Complications and comorbidities that may develop after living donor liver transplantation may necessitate rehospitalization after discharge. We aimed to investigate the demographic and clinical factors affecting rehospitalization after discharge.

Methods

Two hundred seventy patients who underwent living-donor liver transplantation (LDLT) for end-stage liver cirrhosis were included in the study. Patients were divided into two groups as readmission group and others for statistical analysis. Age, gender, body mass index (BMI), model for end-stage liver disease (MELD), Child scores, etiology, blood product transfusion, anhepatic phase, cold ischemia time, operation time, graft-to-recipient weight ratio (GRWR), the type of recipient hepatic artery and hepatic vein utilized in the anastomoses, presence of liver segment 5, segment 8 and inferior accessory hepatic vein, presence of thrombosed, single or reconstructed portal vein, number of bile ducts, use of right, left/left lateral segment graft, postoperative intensive care unit and total hospitalization durations, surgical complications such as leakage/stricture, postoperative portal vein thrombosis, postoperative hepatic vein thrombosis, primary graft dysfunction, intra-abdominal hemorrhage, and postoperative early reoperation were statistically analyzed for readmission.

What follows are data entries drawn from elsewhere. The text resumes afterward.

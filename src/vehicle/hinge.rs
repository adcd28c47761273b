// ==============================================================================
// hinge.rs — CHASSIS + FOUR BALL WHEELS ON REVOLUTE JOINTS
// ------------------------------------------------------------------------------
// Each wheel is its own dynamic body pinned to the chassis by a revolute joint
// (anchor = chassis-local pivot, axis = chassis-local (1, 0, skew)).
// - rear joints carry a velocity motor: drive = motor target speed
// - steered joints get their axis z-component replaced by the skew each tick
// Positive skew tilts the rolling axis so the car turns right.
// ==============================================================================

use rapier3d::prelude::*;

use crate::config::{DEFAULT_MATERIAL, HingeVehicleConfig, SteeredAxles, WHEEL_MATERIAL};
use crate::control::HingeCommand;
use crate::error::{SimError, SimResult};
use crate::physics::{BodyDesc, BodyShape, GROUP_GROUND, GROUP_PROP, GROUP_VEHICLE, PhysicsWorld};
use crate::vehicle::WheelPosition;

#[derive(Debug, Clone)]
pub struct HingeWheel {
    pub position: WheelPosition,
    pub body: RigidBodyHandle,
    pub joint: ImpulseJointHandle,
    pub radius: Real,
    pub motorized: bool,
    pub steered: bool,
}

pub struct HingeVehicle {
    pub chassis: RigidBodyHandle,
    pub wheels: Vec<HingeWheel>,
    base_axis: Vector<Real>,
    motor_factor: Real,
}

/// Rolling axis with its lateral (z) component replaced by `skew`.
pub fn skewed_axis(base: &Vector<Real>, skew: Real) -> UnitVector<Real> {
    UnitVector::new_normalize(vector![base.x, base.y, skew])
}

impl HingeVehicle {
    /// Spawns the chassis at `spawn_height` above the origin and hangs the
    /// four wheels off it. `half_extents` is the chassis collision box.
    pub fn build(
        world: &mut PhysicsWorld,
        config: &HingeVehicleConfig,
        half_extents: [f32; 3],
    ) -> SimResult<Self> {
        let chassis_material = world.hooks.table.id(DEFAULT_MATERIAL)?;
        let wheel_material = world.hooks.table.id(WHEEL_MATERIAL)?;
        let groups = InteractionGroups::new(GROUP_VEHICLE, GROUP_GROUND | GROUP_PROP);

        let origin = vector![0.0, config.spawn_height, 0.0];
        let chassis = world.add_body(
            &BodyDesc::dynamic(
                BodyShape::Cuboid { half_extents },
                config.chassis_mass,
                origin,
                chassis_material,
            )
            .groups(groups)
            .can_sleep(false),
        );

        let [ax, ay, az] = config.axis;
        let base_axis = vector![ax, ay, az];
        if base_axis.norm() <= f32::EPSILON {
            return Err(SimError::InvalidConfig("hinge axis must be non-zero".into()));
        }

        let mut wheels = Vec::with_capacity(4);
        for position in WheelPosition::ALL {
            let [px, py, pz] = config.pivots[position.index()];
            let pivot = vector![px, py, pz];
            let radius = if position.is_front() { config.front_radius } else { config.rear_radius };

            let body = world.add_body(
                &BodyDesc::dynamic(
                    BodyShape::Ball { radius },
                    config.wheel_mass,
                    origin + pivot,
                    wheel_material,
                )
                .groups(groups)
                .can_sleep(false),
            );

            let motorized = position.is_rear();
            let steered = match config.steered_axles {
                SteeredAxles::Front => position.is_front(),
                SteeredAxles::FrontAndRear => true,
            };

            let mut builder = RevoluteJointBuilder::new(UnitVector::new_normalize(base_axis))
                .local_anchor1(point![px, py, pz])
                .local_anchor2(point![0.0, 0.0, 0.0])
                .contacts_enabled(false);
            if motorized {
                builder = builder
                    .motor_velocity(0.0, config.motor_factor)
                    .motor_max_force(config.motor_max_force);
            }
            let joint = world.joints.insert(chassis, body, builder.build(), true);

            wheels.push(HingeWheel {
                position,
                body,
                joint,
                radius,
                motorized,
                steered,
            });
        }

        Ok(Self {
            chassis,
            wheels,
            base_axis,
            motor_factor: config.motor_factor,
        })
    }

    /// Pushes the tick's command into the joints: motor target speed on
    /// motorized hinges, axis skew on steered ones. Joint edits do not wake
    /// bodies, so the chassis and wheels are woken here.
    pub fn apply(&self, world: &mut PhysicsWorld, command: &HingeCommand) -> SimResult<()> {
        let axis = skewed_axis(&self.base_axis, command.axis_skew);

        for wheel in &self.wheels {
            let joint = world.joints.get_mut(wheel.joint).ok_or(SimError::MissingBody)?;

            if wheel.motorized {
                if let Some(revolute) = joint.data.as_revolute_mut() {
                    revolute.set_motor_velocity(command.motor_speed, self.motor_factor);
                }
            }
            if wheel.steered {
                joint.data.set_local_axis1(axis);
            }
        }

        world.body_mut(self.chassis)?.wake_up(true);
        for wheel in &self.wheels {
            world.body_mut(wheel.body)?.wake_up(true);
        }
        Ok(())
    }

    /// Current chassis-local rolling axis of one wheel's hinge.
    pub fn wheel_axis(&self, world: &PhysicsWorld, position: WheelPosition) -> SimResult<UnitVector<Real>> {
        let wheel = self
            .wheels
            .get(position.index())
            .ok_or(SimError::WheelIndex { index: position.index(), count: self.wheels.len() })?;
        world
            .joints
            .get(wheel.joint)
            .map(|joint| joint.data.local_axis1())
            .ok_or(SimError::MissingBody)
    }
}

#[cfg(test)]
mod tests {
    use super::*;
    use crate::config::{MaterialsConfig, WorldConfig};
    use approx::assert_relative_eq;

    fn spawn() -> (PhysicsWorld, HingeVehicle) {
        let mut world =
            PhysicsWorld::from_config(&WorldConfig::default(), &MaterialsConfig::default()).unwrap();
        let vehicle =
            HingeVehicle::build(&mut world, &HingeVehicleConfig::default(), [0.9, 0.5, 2.2]).unwrap();
        (world, vehicle)
    }

    #[test]
    fn test_build_creates_bodies_and_joints() {
        let (world, vehicle) = spawn();
        assert_eq!(vehicle.wheels.len(), 4);
        assert_eq!(world.joints.len(), 4);
        // ground + chassis + 4 wheels
        assert_eq!(world.bodies.len(), 6);

        let rear: Vec<_> = vehicle.wheels.iter().filter(|w| w.motorized).collect();
        assert_eq!(rear.len(), 2);
        assert!(rear.iter().all(|w| w.position.is_rear()));
        assert_relative_eq!(vehicle.wheels[0].radius, 0.334);
        assert_relative_eq!(vehicle.wheels[3].radius, 0.35);
    }

    #[test]
    fn test_wheels_start_at_pivots() {
        let (world, vehicle) = spawn();
        let chassis = *world.body(vehicle.chassis).unwrap().translation();
        let fl = *world.body(vehicle.wheels[0].body).unwrap().translation();
        assert_relative_eq!(fl - chassis, vector![0.833, -1.0, 1.19133], epsilon = 1e-5);
    }

    #[test]
    fn test_apply_skews_front_axes_only() {
        let (mut world, vehicle) = spawn();
        vehicle
            .apply(&mut world, &HingeCommand { motor_speed: 2.0, axis_skew: 0.3 })
            .unwrap();

        let expected = skewed_axis(&vector![1.0, 0.0, 0.0], 0.3);
        let fl = vehicle.wheel_axis(&world, WheelPosition::FL).unwrap();
        assert_relative_eq!(fl.into_inner(), expected.into_inner(), epsilon = 1e-6);

        let rl = vehicle.wheel_axis(&world, WheelPosition::RL).unwrap();
        assert_relative_eq!(rl.into_inner(), vector![1.0, 0.0, 0.0], epsilon = 1e-6);
    }

    #[test]
    fn test_front_and_rear_steering() {
        let mut world =
            PhysicsWorld::from_config(&WorldConfig::default(), &MaterialsConfig::default()).unwrap();
        let config = HingeVehicleConfig {
            steered_axles: SteeredAxles::FrontAndRear,
            ..HingeVehicleConfig::default()
        };
        let vehicle = HingeVehicle::build(&mut world, &config, [0.9, 0.5, 2.2]).unwrap();
        vehicle
            .apply(&mut world, &HingeCommand { motor_speed: 0.0, axis_skew: -0.2 })
            .unwrap();
        let rr = vehicle.wheel_axis(&world, WheelPosition::RR).unwrap();
        assert!(rr.z < 0.0);
    }

    fn relative_spin(world: &PhysicsWorld, vehicle: &HingeVehicle, position: WheelPosition) -> Real {
        let chassis = world.body(vehicle.chassis).unwrap();
        let wheel = world.body(vehicle.wheels[position.index()].body).unwrap();
        let axis = chassis.rotation() * vehicle.wheel_axis(world, position).unwrap().into_inner();
        (wheel.angvel() - chassis.angvel()).dot(&axis)
    }

    #[test]
    fn test_rear_motors_track_target_speed() {
        let (mut world, vehicle) = spawn();
        for _ in 0..120 {
            world.step(1.0 / 60.0, 1.0 / 60.0, 3);
        }
        let command = HingeCommand { motor_speed: 6.0, axis_skew: 0.0 };
        for _ in 0..90 {
            vehicle.apply(&mut world, &command).unwrap();
            world.step(1.0 / 60.0, 1.0 / 60.0, 3);
        }
        for position in [WheelPosition::RL, WheelPosition::RR] {
            let spin = relative_spin(&world, &vehicle, position);
            assert_relative_eq!(spin, 6.0, max_relative = 0.15);
        }
        let chassis = world.body(vehicle.chassis).unwrap();
        assert!(chassis.linvel().z > 1.0);
    }

    #[test]
    fn test_vehicle_bodies_never_sleep() {
        let (mut world, vehicle) = spawn();
        let idle = HingeCommand { motor_speed: 0.0, axis_skew: 0.0 };
        for _ in 0..300 {
            vehicle.apply(&mut world, &idle).unwrap();
            world.step(1.0 / 60.0, 1.0 / 60.0, 3);
        }
        let mut bodies = vec![vehicle.chassis];
        bodies.extend(vehicle.wheels.iter().map(|w| w.body));
        for handle in &bodies {
            assert!(!world.body(*handle).unwrap().is_sleeping());
        }

        // a parked car still responds to throttle
        let start_z = world.body(vehicle.chassis).unwrap().translation().z;
        let drive = HingeCommand { motor_speed: 8.0, axis_skew: 0.0 };
        for _ in 0..120 {
            vehicle.apply(&mut world, &drive).unwrap();
            world.step(1.0 / 60.0, 1.0 / 60.0, 3);
        }
        assert!(world.body(vehicle.chassis).unwrap().translation().z > start_z + 1.0);
    }

    #[test]
    fn test_car_settles_on_ground() {
        let (mut world, vehicle) = spawn();
        for _ in 0..240 {
            world.step(1.0 / 60.0, 1.0 / 60.0, 3);
        }
        let chassis = world.body(vehicle.chassis).unwrap();
        assert!(chassis.translation().y > 0.0);
        assert!(chassis.translation().y < 4.0);
        assert!(chassis.linvel().y.abs() < 1.0);
    }
}
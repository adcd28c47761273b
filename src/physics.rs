// src/physics.rs

use rapier3d::prelude::*;
use tracing::{info, warn};

use crate::config::{GROUND_MATERIAL, MaterialsConfig, WorldConfig};
use crate::error::{SimError, SimResult};
use crate::materials::{ContactMaterialTable, MaterialHooks, MaterialId};

pub const GROUP_GROUND: Group = Group::from_bits_truncate(0b0001);
pub const GROUP_VEHICLE: Group = Group::from_bits_truncate(0b0010);
pub const GROUP_PROP: Group = Group::from_bits_truncate(0b0100);

const RUNAWAY_LIMIT: Real = 100_000.0; // m from origin
const RESET_HEIGHT: Real = 4.0;        // m, where runaway groups are put back

/// Shape of a body's single collider.
#[derive(Debug, Clone, Copy, PartialEq)]
pub enum BodyShape {
    Cuboid { half_extents: [f32; 3] },
    Ball { radius: f32 },
    /// Infinite floor through the body origin, normal +Y.
    HalfSpace,
}

/// Everything needed to create one rigid body with one collider.
#[derive(Debug, Clone)]
pub struct BodyDesc {
    pub position: Vector<Real>,
    pub rotation: Option<Rotation<Real>>,
    pub mass: Real, // 0 = fixed
    pub shape: BodyShape,
    pub material: MaterialId,
    pub groups: InteractionGroups,
    pub ccd: bool,
    pub can_sleep: bool,
}

impl BodyDesc {
    pub fn dynamic(shape: BodyShape, mass: Real, position: Vector<Real>, material: MaterialId) -> Self {
        Self {
            position,
            rotation: None,
            mass,
            shape,
            material,
            groups: InteractionGroups::all(),
            ccd: false,
            can_sleep: true,
        }
    }

    pub fn groups(mut self, groups: InteractionGroups) -> Self {
        self.groups = groups;
        self
    }

    pub fn ccd(mut self, enabled: bool) -> Self {
        self.ccd = enabled;
        self
    }

    /// Vehicle bodies stay awake: joint motor and axis edits do not wake them.
    pub fn can_sleep(mut self, enabled: bool) -> Self {
        self.can_sleep = enabled;
        self
    }
}

pub struct PhysicsWorld {
    pub gravity: Vector<Real>,                   // gravity vector
    pub pipeline: PhysicsPipeline,               // physics pipeline
    pub integration: IntegrationParameters,      // dt is overwritten per substep
    pub island_manager: IslandManager,           // manages islands of bodies
    pub broad_phase: DefaultBroadPhase,          // sweep-and-prune pairs
    pub narrow_phase: NarrowPhase,               // contact generation
    pub bodies: RigidBodySet,
    pub colliders: ColliderSet,
    pub joints: ImpulseJointSet,                 // hinges
    pub multibody_joints: MultibodyJointSet,
    pub ccd: CCDSolver,
    pub query_pipeline: QueryPipeline,           // raycasts
    pub hooks: MaterialHooks,                    // pairwise contact materials
    pub ground: RigidBodyHandle,
    accumulator: Real,                           // unconsumed time debt (s)
    last_fixed: Real,
}

impl PhysicsWorld {
    pub fn new(config: &WorldConfig, materials: ContactMaterialTable) -> SimResult<Self> {
        let [gx, gy, gz] = config.gravity;
        let ground_material = materials.id(GROUND_MATERIAL)?;

        let mut world = Self {
            gravity: vector![gx, gy, gz],
            pipeline: PhysicsPipeline::new(),
            integration: IntegrationParameters::default(),
            island_manager: IslandManager::new(),
            broad_phase: DefaultBroadPhase::new(),
            narrow_phase: NarrowPhase::new(),
            bodies: RigidBodySet::new(),
            colliders: ColliderSet::new(),
            joints: ImpulseJointSet::new(),
            multibody_joints: MultibodyJointSet::new(),
            ccd: CCDSolver::new(),
            query_pipeline: QueryPipeline::new(),
            hooks: MaterialHooks { table: materials },
            ground: RigidBodyHandle::invalid(),
            accumulator: 0.0,
            last_fixed: config.fixed_substep,
        };

        // Static infinite floor at y = 0.
        world.ground = world.add_body(&BodyDesc {
            position: vector![0.0, 0.0, 0.0],
            rotation: None,
            mass: 0.0,
            shape: BodyShape::HalfSpace,
            material: ground_material,
            groups: InteractionGroups::new(GROUP_GROUND, GROUP_VEHICLE | GROUP_PROP),
            ccd: false,
            can_sleep: true,
        });
        world.query_pipeline.update(&world.colliders);

        info!(
            bodies = world.bodies.len(),
            colliders = world.colliders.len(),
            "physics world created"
        );
        Ok(world)
    }

    /// Builds the material table from config, then the world.
    pub fn from_config(config: &WorldConfig, materials: &MaterialsConfig) -> SimResult<Self> {
        let table = ContactMaterialTable::from_config(
            materials,
            config.default_friction,
            config.default_restitution,
        )?;
        Self::new(config, table)
    }

    /// Inserts a body with a single collider tagged with its material.
    pub fn add_body(&mut self, desc: &BodyDesc) -> RigidBodyHandle {
        let mut builder = if desc.mass > 0.0 {
            RigidBodyBuilder::dynamic()
                .ccd_enabled(desc.ccd)
                .can_sleep(desc.can_sleep)
        } else {
            RigidBodyBuilder::fixed()
        };
        builder = builder.translation(desc.position);
        if let Some(rot) = desc.rotation {
            builder = builder.rotation(rot.scaled_axis());
        }
        let handle = self.bodies.insert(builder.build());

        let collider = match desc.shape {
            BodyShape::Cuboid { half_extents: [hx, hy, hz] } => ColliderBuilder::cuboid(hx, hy, hz),
            BodyShape::Ball { radius } => ColliderBuilder::ball(radius),
            BodyShape::HalfSpace => ColliderBuilder::halfspace(Vector::y_axis()),
        };
        let mut collider = collider
            .collision_groups(desc.groups)
            .active_hooks(ActiveHooks::MODIFY_SOLVER_CONTACTS)
            .user_data(desc.material.to_user_data());
        if desc.mass > 0.0 {
            collider = collider.mass(desc.mass);
        }
        self.colliders.insert_with_parent(collider.build(), handle, &mut self.bodies);
        handle
    }

    /// Removes a body, its colliders and any joint attached to it.
    pub fn remove_body(&mut self, handle: RigidBodyHandle) -> SimResult<()> {
        self.bodies
            .remove(
                handle,
                &mut self.island_manager,
                &mut self.colliders,
                &mut self.joints,
                &mut self.multibody_joints,
                true,
            )
            .map(|_| ())
            .ok_or(SimError::MissingBody)
    }

    pub fn body(&self, handle: RigidBodyHandle) -> SimResult<&RigidBody> {
        self.bodies.get(handle).ok_or(SimError::MissingBody)
    }

    pub fn body_mut(&mut self, handle: RigidBodyHandle) -> SimResult<&mut RigidBody> {
        self.bodies.get_mut(handle).ok_or(SimError::MissingBody)
    }

    /// Fraction of a substep left in the accumulator after the last `step`.
    pub fn interpolation_alpha(&self) -> Real {
        if self.last_fixed > 0.0 { self.accumulator / self.last_fixed } else { 0.0 }
    }

    pub fn time_debt(&self) -> Real {
        self.accumulator
    }

    pub fn step(&mut self, fixed_substep: Real, elapsed: Real, max_substeps: usize) -> usize {
        self.step_with(fixed_substep, elapsed, max_substeps, |_, _| {})
    }

    /// Accumulates `elapsed` and consumes it in `fixed_substep` units, at most
    /// `max_substeps` times. `pre_step` runs before every substep (vehicle
    /// controllers push their impulses there). Debt the cap could not consume
    /// is dropped down to less than one substep. Returns substeps taken.
    pub fn step_with<F>(
        &mut self,
        fixed_substep: Real,
        elapsed: Real,
        max_substeps: usize,
        mut pre_step: F,
    ) -> usize
    where
        F: FnMut(&mut PhysicsWorld, Real),
    {
        if !(fixed_substep > 0.0 && fixed_substep.is_finite()) || !elapsed.is_finite() {
            warn!(fixed_substep, elapsed, "rejected step parameters");
            return 0;
        }
        if elapsed < 0.0 {
            warn!(elapsed, "negative elapsed time ignored");
            return 0;
        }

        self.last_fixed = fixed_substep;
        self.accumulator += elapsed;

        let mut substeps = 0;
        while self.accumulator >= fixed_substep && substeps < max_substeps {
            pre_step(self, fixed_substep);
            self.integrate(fixed_substep);
            self.accumulator -= fixed_substep;
            substeps += 1;
        }

        if self.accumulator >= fixed_substep {
            warn!(
                debt = self.accumulator,
                max_substeps, "substep cap reached, dropping time debt"
            );
        }
        self.accumulator %= fixed_substep;

        if substeps > 0 {
            self.reset_runaway_bodies();
        }
        substeps
    }

    /// One fixed integration step.
    pub fn integrate(&mut self, dt: Real) {
        self.integration.dt = dt;
        let events = ();

        self.pipeline.step(
            &self.gravity,
            &self.integration,
            &mut self.island_manager,
            &mut self.broad_phase,
            &mut self.narrow_phase,
            &mut self.bodies,
            &mut self.colliders,
            &mut self.joints,
            &mut self.multibody_joints,
            &mut self.ccd,
            Some(&mut self.query_pipeline),
            &self.hooks,
            &events,
        );
    }

    /// Prevent bodies from exploding to insane coordinates. Bodies tied
    /// together by joints are put back as one group so the joints hold.
    fn reset_runaway_bodies(&mut self) {
        let runaway: Vec<RigidBodyHandle> = self
            .bodies
            .iter()
            .filter(|(_, body)| is_runaway(body.translation()))
            .map(|(handle, _)| handle)
            .collect();

        let mut handled: Vec<RigidBodyHandle> = Vec::new();
        for handle in runaway {
            if handled.contains(&handle) {
                continue;
            }
            let group = self.joint_group(handle);
            self.reset_group(&group);
            handled.extend(group);
        }
    }

    /// Bodies reachable from `start` through impulse joints, `start` first.
    pub fn joint_group(&self, start: RigidBodyHandle) -> Vec<RigidBodyHandle> {
        let mut group = vec![start];
        let mut next = 0;
        while next < group.len() {
            let current = group[next];
            for (_, joint) in self.joints.iter() {
                let other = if joint.body1 == current {
                    joint.body2
                } else if joint.body2 == current {
                    joint.body1
                } else {
                    continue;
                };
                if !group.contains(&other) {
                    group.push(other);
                }
            }
            next += 1;
        }
        group
    }

    /// Moves a joint group back above the origin, upright. The root (a body
    /// that only ever appears as the first body of its joints, e.g. a chassis)
    /// goes to the reset point; every other member goes to its anchor on it.
    fn reset_group(&mut self, group: &[RigidBodyHandle]) {
        let Some(&first) = group.first() else { return };
        let root = group
            .iter()
            .copied()
            .find(|h| {
                self.joints.iter().any(|(_, j)| j.body1 == *h)
                    && !self.joints.iter().any(|(_, j)| j.body2 == *h)
            })
            .unwrap_or(first);

        let safe = vector![0.0, RESET_HEIGHT, 0.0];

        let targets: Vec<(RigidBodyHandle, Vector<Real>)> = group
            .iter()
            .map(|&handle| {
                let anchor = self
                    .joints
                    .iter()
                    .find(|(_, j)| j.body1 == root && j.body2 == handle)
                    .map(|(_, j)| j.data.local_anchor1().coords)
                    .unwrap_or_else(Vector::zeros);
                (handle, safe + anchor)
            })
            .collect();

        for (handle, target) in targets {
            if let Some(body) = self.bodies.get_mut(handle) {
                body.set_translation(target, true);
                body.set_rotation(Rotation::identity(), true);
                body.set_linvel(Vector::zeros(), true);
                body.set_angvel(Vector::zeros(), true);
            }
        }
        warn!(?root, bodies = group.len(), "reset runaway bodies to {:?}", safe);
    }
}

fn is_runaway(pos: &Vector<Real>) -> bool {
    pos.iter().any(|c| !c.is_finite() || c.abs() > RUNAWAY_LIMIT)
}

In addition, patients with rehospitalization and others were statistically compared in terms of mortality and survival.

Results

There was no statistical difference among etiologic factors, demographic findings, decompensation findings, comorbidities, perioperative findings, hospital durations, mortality, and survival (P > .05). Only patients with bile leakage/stricture had a statistically higher rehospitalization rate (P = .000).

Conclusion

Biliary complications are the most frequent cause of hospital rehospitalization following living donor liver transplantation.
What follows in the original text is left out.